Bafin barbs show scale of Deutsche overhaul task

2 min read
EMEA
Dominic Elliott

Bafin’s barbs against Deutsche Bank underscore the scale of the challenge facing new co-Chief Executive John Cryan. A leaked letter from the German watchdog, published by the Wall Street Journal on July 16, slams the bank’s executives over the Libor scandal for “serious omissions of responsibility”. Repairing relations with the regulator and strengthening the bank’s controls will compound the already-sizeable job of boosting Deutsche’s financial performance.

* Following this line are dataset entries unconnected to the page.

//! Service event types and the application-wide event bus.
//!
//! Every wrapped service emits `created`/`updated`/`patched`/`removed`
//! events after successful mutations. Besides the per-service listeners,
//! the events are republished on an [`EventBroadcaster`] so real-time
//! transports can subscribe to all services at once.
//!
//! # Example
//!
//! ```
//! use plume_core::events::{EventBroadcaster, ServiceEvent};
//!
//! let broadcaster = EventBroadcaster::new();
//! let _receiver = broadcaster.subscribe();
//!
//! broadcaster.send(ServiceEvent::new("messages", "created", serde_json::json!({"text": "hi"})));
//!
//! // In another task:
//! // let event = _receiver.recv().await.unwrap();
//! ```

pub mod broadcaster;
pub mod types;

pub use broadcaster::EventBroadcaster;
pub use types::ServiceEvent;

The 37-page letter, sent to Deutsche’s executive committee in May, is the regulator’s interpretation of a report by financial services firm EY into the bank’s interest rate-setting conduct. Bafin says six current members of the bank’s 20-strong executive committee were incompetent at best in their investigations of rate-rigging, and some made inaccurate statements. The overall impression is of a rotten corporate culture, where conflicts of interest were actively encouraged and controls were non-existent.

Deutsche says the report confirms its own findings that no present or former top executive instructed a junior employee to rig interest rate benchmark submissions. It has already fixed some of its control failings. And Deutsche and individual executives have written private responses to Bafin that aim to rebut many of the watchdog’s conclusions. Even so, the lack of trust between regulator and regulated is striking.

Moreover, Deutsche’s management received multiple warnings about compliance failings. Consultancy Oliver Wyman identified weaknesses in the bank’s assessment and monitoring of risk as far back as 2007. A year later, the German central bank pointed to organisational and structural deficiencies. A 2009 McKinsey report cautioned that Deutsche was failing to run adequate tests on high trading profit. Bafin says that when the bank did attempt to establish why a trader on the interest rate trading desk was abnormally successful, it failed to read any of his communications in French.

Some of the regulator’s findings may be water under the bridge. Co-CEO Anshu Jain resigned last month, while his counterpart Juergen Fitschen will step down next year. But given the widespread failings, Cryan will surely want to review all of the bank’s compliance and control functions. Deutsche’s executive committee, meanwhile, looks in need of fresh faces. Cryan’s tough overhaul task now looks even harder.